Hoy es una necesidad preguntarnos qué clase de organización necesitamos como clase obrera y como pueblo, qué debemos hacer para salir de semejante indignidad.
Lo primero a tomar en cuenta es la forma en que se manifiestan varias de las luchas actuales, de qué manera actúan las masas a la hora del enfrentamiento. Sobre todo, cuando el germen autoconvocado es el sello que se distingue como fundamental. Allí la esencia es la desconfianza total a las formas tradicionales de resolución de los conflictos, cuando se deja en manos de unos pocos a los que se delega un “mandato” para sentarse en una mesa de negociaciones.
Otra cosa muy diferente es cuando los conflictos se resuelven en el propio terreno (en las calles, las fábricas, los establecimientos escolares, hospitalarios, etc.) y con la participación protagónica de los involucrados.
Esa experiencia, como ya lo hemos señalado muchas veces, que toma impulso desde la lucha de los trabajadores desocupados de YPF en Cutral Co, fue profundizándose en Tartagal y Mosconi, en el Puente Correntino, en las Jornadas de diciembre de 2001, hasta experiencias como la de los petroleros en el sur del país, en Gualeguaychú, en Andalgalá y otras más cercanas en el tiempo que han aportado y aportan al accionar de nuestro pueblo.
Esas experiencias son el basamento legítimo de la organización del pueblo en lucha.
No es posible desconocerlas si lo que se busca es una respuesta al interrogante inicial.
Ya hablamos de la forma, profundicemos entonces sobre el contenido.
Es bastante recurrente que al momento de debatir la construcción de organizaciones que aporten a la unidad desde abajo, aparezca la propuesta de impulsar frentes, coordinadoras o multisectoriales o corrientes sindicales, todas bajo el lema de coordinar las luchas o de unificar las luchas, muy especialmente cuando surgen del reformismo o el oportunismo, abanderado y fogonero de estas iniciativas.

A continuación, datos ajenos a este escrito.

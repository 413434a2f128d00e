//! Per-joint host-side communication state machine (§4.4).
//!
//! One `JointCommunicator` wraps a single node id on a shared
//! [`servo_transport::Channel`]. The scheduler drives every joint's
//! `run()` once per cycle; `Channel` access is serialised by that
//! single caller, so no internal locking is needed (§5).

use std::time::Duration;

use servo_common::reference::JointScaling;
use tracing::{debug, info, warn};

use servo_transport::{opcode, Channel, ChannelError, Frame};

/// How long `run()` waits for a reply before treating the cycle as a
/// miss. Generous relative to the 12 ms scheduler cycle (§4.6) since
/// the wait only blocks this one joint's slice of a single cycle.
const RECEIVE_TIMEOUT: Duration = Duration::from_millis(4);

/// Per-joint handshake progress (§3 "JointCommunicator handshake state").
#[derive(Debug, Clone, Copy, PartialEq, Eq)]
pub enum HandshakeState {
    /// Waiting for the device's first telemetry reply to seed the
    /// bumpless-handover offset.
    DiscoveringOffset,
    /// Offset seeded; waiting for one more confirmed round trip before
    /// declaring the joint ready.
    InitPending,
    /// Initialisation complete; `run()` now pumps ordinary traffic.
    Ready,
}

/// Optical-encoder channel diagnostic, decoded from a telemetry frame's
/// optional trailer (§9 "Diagnostic retrieval is optional — absence
/// returns empty").
#[derive(Debug, Clone, Copy, PartialEq, Eq)]
pub struct OpticalEncoderChannelData {
    pub a: u16,
    pub b: u16,
    pub min_cost_index: u16,
    pub min_cost: u16,
}

#[derive(Debug, Clone, Copy)]
enum PendingCommand {
    None,
    Reference {
        position_si: f64,
        velocity_si: f64,
        u_si: f64,
    },
    OpenLoop {
        value: i16,
        active: bool,
    },
    Enable(bool),
}

/// Per-joint send/recv state machine over a shared [`Channel`] (§4.4).
pub struct JointCommunicator {
    node_id: u8,
    scaling: JointScaling,
    state: HandshakeState,
    pending: PendingCommand,
    position: f64,
    velocity: f64,
    control_error: f64,
    current: i16,
    control_signal: i16,
    optical: Option<OpticalEncoderChannelData>,
    communication_ok: bool,
}

impl JointCommunicator {
    /// Construct a fresh communicator in `DiscoveringOffset` (§3: "on
    /// construction all 6 are `DiscoveringOffset`").
    pub fn new(node_id: u8, scaling: JointScaling) -> Self {
        Self {
            node_id,
            scaling,
            state: HandshakeState::DiscoveringOffset,
            pending: PendingCommand::None,
            position: 0.0,
            velocity: 0.0,
            control_error: 0.0,
            current: 0,
            control_signal: 0,
            optical: None,
            communication_ok: true,
        }
    }

    /// Queue a new reference triplet in SI units for transmission on
    /// the next `run()`.
    pub fn set_reference(&mut self, position_si: f64, velocity_si: f64, u_si: f64) {
        self.pending = PendingCommand::Reference {
            position_si,
            velocity_si,
            u_si,
        };
    }

    /// Queue a raw open-loop control signal (§4.3 `setOpenLoopControlSignal`).
    pub fn set_open_loop_control_signal(&mut self, value: i16, active: bool) {
        self.pending = PendingCommand::OpenLoop { value, active };
    }

    /// Queue an enable/disable transition.
    pub fn set_enable(&mut self, on: bool) {
        self.pending = PendingCommand::Enable(on);
    }

    /// Reconfigure the host↔device affine transform (§6). Used once at
    /// startup from the loaded `JointConfig`; the device side never
    /// sees this directly, it only ever receives already-scaled ticks.
    pub fn set_offset_and_scaling(&mut self, scale: f64, offset: f64, position_reference_offset: f64) {
        self.scaling.scale = scale;
        self.scaling.offset = offset;
        self.scaling.position_reference_offset = position_reference_offset;
    }

    pub fn get_position(&self) -> f64 {
        self.position
    }

    pub fn get_velocity(&self) -> f64 {
        self.velocity
    }

    pub fn get_control_error(&self) -> f64 {
        self.control_error
    }

    pub fn get_current(&self) -> i16 {
        self.current
    }

    pub fn get_control_signal(&self) -> i16 {
        self.control_signal
    }

    pub fn get_optical_encoder_channel_data(&self) -> Option<OpticalEncoderChannelData> {
        self.optical
    }

    pub fn is_init_complete(&self) -> bool {
        self.state == HandshakeState::Ready
    }

    pub fn is_communication_ok(&self) -> bool {
        self.communication_ok
    }

    /// Drive one cycle: transmit any pending command, receive any
    /// pending telemetry, and advance the handshake (§4.4). Never
    /// returns an error directly — communication failures are recorded
    /// via [`Self::is_communication_ok`], inspected by the recv handler
    /// (§5 "Timeouts").
    pub fn run(&mut self, channel: &mut dyn Channel) {
        match self.state {
            HandshakeState::DiscoveringOffset | HandshakeState::InitPending => {
                self.run_handshake(channel);
            }
            HandshakeState::Ready => self.run_steady_state(channel),
        }
    }

    fn run_handshake(&mut self, channel: &mut dyn Channel) {
        if let Err(e) = channel.send_to(self.node_id, opcode::QUERY_STATE, &[]) {
            warn!(node_id = self.node_id, error = %e, "handshake query send failed");
            return;
        }

        match channel.receive(RECEIVE_TIMEOUT) {
            Ok(Some(frame)) if frame.opcode == opcode::TELEMETRY => {
                let sample = decode_telemetry(&frame.payload);
                self.apply_telemetry(&sample);

                match self.state {
                    HandshakeState::DiscoveringOffset => {
                        let natural_si = self.scaling.decode_position(sample.position_ticks);
                        self.scaling
                            .seed_offset_for_bumpless_handover(natural_si, sample.position_ticks);
                        self.state = HandshakeState::InitPending;
                    }
                    HandshakeState::InitPending => {
                        self.state = HandshakeState::Ready;
                        info!(node_id = self.node_id, "joint handshake complete");
                    }
                    HandshakeState::Ready => unreachable!(),
                }
            }
            Ok(_) => {
                debug!(node_id = self.node_id, "handshake: no reply this cycle");
            }
            Err(e) => {
                warn!(node_id = self.node_id, error = %e, "handshake receive failed");
            }
        }
    }

    fn run_steady_state(&mut self, channel: &mut dyn Channel) {
        if let Err(e) = self.transmit_pending(channel) {
            warn!(node_id = self.node_id, error = %e, "command send failed");
        }

        match channel.receive(RECEIVE_TIMEOUT) {
            Ok(Some(frame)) if frame.opcode == opcode::TELEMETRY => {
                let sample = decode_telemetry(&frame.payload);
                self.apply_telemetry(&sample);
                self.communication_ok = true;
            }
            Ok(Some(_)) => {
                self.communication_ok = true;
            }
            Ok(None) => {
                self.communication_ok = false;
            }
            Err(ChannelError::CrcMismatch { .. }) | Err(ChannelError::Malformed(_)) => {
                self.communication_ok = false;
            }
            Err(e) => {
                warn!(node_id = self.node_id, error = %e, "receive failed");
                self.communication_ok = false;
            }
        }
    }

    fn transmit_pending(&mut self, channel: &mut dyn Channel) -> Result<(), ChannelError> {
        let pending = self.pending;
        self.pending = PendingCommand::None;

        match pending {
            PendingCommand::None => Ok(()),
            PendingCommand::Reference {
                position_si,
                velocity_si,
                u_si,
            } => {
                let triplet = self.scaling.encode(position_si, velocity_si, u_si);
                let mut payload = Vec::with_capacity(8);
                payload.extend_from_slice(&triplet.position.to_le_bytes());
                payload.extend_from_slice(&triplet.velocity.to_le_bytes());
                payload.extend_from_slice(&triplet.feed_forward.to_le_bytes());
                channel.send_to(self.node_id, opcode::SET_REFERENCE, &payload)
            }
            PendingCommand::OpenLoop { value, active } => {
                let payload = [value.to_le_bytes()[0], value.to_le_bytes()[1], active as u8];
                channel.send_to(self.node_id, opcode::SET_OPEN_LOOP_SIGNAL, &payload)
            }
            PendingCommand::Enable(on) => {
                channel.send_to(self.node_id, opcode::SET_ENABLE, &[on as u8])
            }
        }
    }

    fn apply_telemetry(&mut self, sample: &TelemetrySample) {
        self.position = self.scaling.decode_position(sample.position_ticks);
        self.velocity = self.scaling.decode_velocity(sample.velocity_ticks as f64);
        self.control_error = sample.control_error_ticks * self.scaling.scale;
        self.current = sample.current;
        self.control_signal = sample.control_signal;
        self.optical = sample.optical;
    }
}

struct TelemetrySample {
    position_ticks: f64,
    velocity_ticks: i16,
    control_error_ticks: f64,
    current: i16,
    control_signal: i16,
    optical: Option<OpticalEncoderChannelData>,
}

/// Wire layout: `pos:f32 LE, vel:i16 LE, err:f32 LE, current:i16 LE,
/// ctrl:i16 LE, has_diag:u8, a:u16 LE, b:u16 LE, min_idx:u16 LE, min_cost:u16 LE`.
/// Fixed width (23 bytes) regardless of `has_diag` so a short/garbled
/// frame is detectable by length alone.
fn decode_telemetry(payload: &[u8]) -> TelemetrySample {
    if payload.len() < 23 {
        return TelemetrySample {
            position_ticks: 0.0,
            velocity_ticks: 0,
            control_error_ticks: 0.0,
            current: 0,
            control_signal: 0,
            optical: None,
        };
    }

    let position_ticks = f32::from_le_bytes(payload[0..4].try_into().unwrap()) as f64;
    let velocity_ticks = i16::from_le_bytes(payload[4..6].try_into().unwrap());
    let control_error_ticks = f32::from_le_bytes(payload[6..10].try_into().unwrap()) as f64;
    let current = i16::from_le_bytes(payload[10..12].try_into().unwrap());
    let control_signal = i16::from_le_bytes(payload[12..14].try_into().unwrap());
    let has_diag = payload[14] != 0;
    let optical = has_diag.then(|| OpticalEncoderChannelData {
        a: u16::from_le_bytes(payload[15..17].try_into().unwrap()),
        b: u16::from_le_bytes(payload[17..19].try_into().unwrap()),
        min_cost_index: u16::from_le_bytes(payload[19..21].try_into().unwrap()),
        min_cost: u16::from_le_bytes(payload[21..23].try_into().unwrap()),
    });

    TelemetrySample {
        position_ticks,
        velocity_ticks,
        control_error_ticks,
        current,
        control_signal,
        optical,
    }
}

/// Build a telemetry payload in the wire layout [`decode_telemetry`]
/// expects. Used by the simulated device stand-ins in tests and by any
/// future firmware harness that wants to exercise this crate in
/// isolation.
pub fn encode_telemetry(
    position_ticks: f64,
    velocity_ticks: i16,
    control_error_ticks: f64,
    current: i16,
    control_signal: i16,
    optical: Option<OpticalEncoderChannelData>,
) -> Vec<u8> {
    let mut out = Vec::with_capacity(23);
    out.extend_from_slice(&(position_ticks as f32).to_le_bytes());
    out.extend_from_slice(&velocity_ticks.to_le_bytes());
    out.extend_from_slice(&(control_error_ticks as f32).to_le_bytes());
    out.extend_from_slice(&current.to_le_bytes());
    out.extend_from_slice(&control_signal.to_le_bytes());
    match optical {
        Some(d) => {
            out.push(1);
            out.extend_from_slice(&d.a.to_le_bytes());
            out.extend_from_slice(&d.b.to_le_bytes());
            out.extend_from_slice(&d.min_cost_index.to_le_bytes());
            out.extend_from_slice(&d.min_cost.to_le_bytes());
        }
        None => out.extend_from_slice(&[0u8; 9]),
    }
    out
}

#[cfg(test)]
mod tests {
    use super::*;
    use servo_transport::SimulatedChannel;
    use std::thread;
    use std::time::Duration as StdDuration;

    fn scaling() -> JointScaling {
        JointScaling {
            scale: 2.0 * std::f64::consts::PI / 4096.0,
            offset: 0.0,
            position_reference_offset: 0.0,
            u_scale: 1.0,
        }
    }

    /// Answers every `QUERY_STATE`/`SET_*` with a fixed telemetry frame,
    /// standing in for a device while a joint's handshake and steady
    /// state are exercised.
    fn spawn_stub_device(mut device_end: SimulatedChannel, position_ticks: f64) {
        thread::spawn(move || loop {
            match device_end.receive(StdDuration::from_millis(200)) {
                Ok(Some(_frame)) => {
                    let payload = encode_telemetry(position_ticks, 0, 0.0, 0, 0, None);
                    if device_end
                        .send_to(1, opcode::TELEMETRY, &payload)
                        .is_err()
                    {
                        break;
                    }
                }
                Ok(None) => continue,
                Err(_) => break,
            }
        });
    }

    #[test]
    fn handshake_reaches_ready_and_seeds_position() {
        let (mut host_end, device_end) = SimulatedChannel::pair();
        spawn_stub_device(device_end, 100.0);

        let mut joint = JointCommunicator::new(1, scaling());
        assert!(!joint.is_init_complete());

        for _ in 0..5 {
            joint.run(&mut host_end);
            if joint.is_init_complete() {
                break;
            }
        }

        assert!(joint.is_init_complete());
        let expected = scaling().decode_position(100.0);
        assert!((joint.get_position() - expected).abs() < 1e-9);
    }

    #[test]
    fn communication_loss_marks_not_ok() {
        let (mut host_end, _device_end) = SimulatedChannel::pair();
        // No stub device: every receive times out, but force into Ready
        // by hand to isolate the steady-state path.
        let mut joint = JointCommunicator::new(1, scaling());
        joint.state = HandshakeState::Ready;

        joint.run(&mut host_end);
        assert!(!joint.is_communication_ok());
    }

    #[test]
    fn steady_state_round_trips_reference_and_telemetry() {
        let (mut host_end, device_end) = SimulatedChannel::pair();
        spawn_stub_device(device_end, 42.0);

        let mut joint = JointCommunicator::new(1, scaling());
        for _ in 0..5 {
            joint.run(&mut host_end);
            if joint.is_init_complete() {
                break;
            }
        }
        assert!(joint.is_init_complete());

        joint.set_reference(1.0, 0.0, 0.0);
        joint.run(&mut host_end);
        assert!(joint.is_communication_ok());
    }
}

Pero el límite lo marca la ausencia de una estrategia de poder en sus promotores. Y los resultados están a la vista.
Puede ser un pliego de reivindicaciones para peticionar ante las autoridades, para negociar en los ministerios, secretarías o intendencias; para promocionar nombres de candidatos para las elecciones, para engordar aparatos partidarios o financiarse… pero cualquier variante tiene un denominador común: la subestimación del poder de la acción del pueblo, la reproducción de las formas de acción institucionales y la utilización de sectores del pueblo oprimido.
Al lamentable espectáculo de las organizaciones de desocupados dirigidas por el reformismo y el oportunismo, utilizando como rehenes a sectores del pueblo por sus necesidades y urgencias, podemos sumarle el trabajo de zapa que hicieron en el inicio de las asambleas surgidas a finales de 2001, estrangulándolas con discusiones interminables, clásicas disputas de aparatos para resolver quién se quedaba con el sello. Más cerca en el tiempo, los vemos sacar “los trapos” en cada conflicto, compitiendo por ver quién es “más combativo”, quién hace más propaganda, taponando así la naturaleza solidaria de nuestro pueblo.
Hoy, más allá de los discursos y los cantos de sirena que suenen en las consignas, esas acciones están por detrás del nivel de conciencia y experiencia alcanzada por nuestro pueblo. De esencia reaccionaria, sólo sirven para dividir, distraer o debilitar la lucha y deben ser combatidas políticamente y sin vacilaciones por las avanzadas revolucionarias en nuestros lugares de trabajo.
Es parte del aprendizaje que deben realizar las y los trabajadores a partir de sus propias experiencias, sacando conclusiones y síntesis del camino recorrido.
En este sentido, es crucial puntualizar que la política del pueblo es acción, es transformación de la realidad basada en SU organización.
Un factor de unidad de clase son las contradicciones de intereses que existen entre la burguesía monopolista y el conjunto del pueblo. La clase obrera, por ser como clase la primera línea del enfrentamiento a la burguesía, tiene una responsabilidad ineludible en el desarrollo de ese combate político.
Por eso, las organizaciones que impulsemos las y los trabajadores están llamadas a ser las matrices de la lucha anticapitalista.
Los caminos para su construcción no tienen recetas, son amplios y diversos, y no hay que desdeñar ninguna instancia. Pero tenemos que romper el bozal del aislamiento con que la burguesía intenta mantenernos amedrentados.
Conocer la historia de lucha, las tradiciones, los recursos, las necesidades; palpar los estados de ánimo, la disposición a la acción son condiciones fundamentales para ir concretando una organización genuina desde las bases anclada en las aspiraciones revolucionarias por las que tanto venimos trabajando.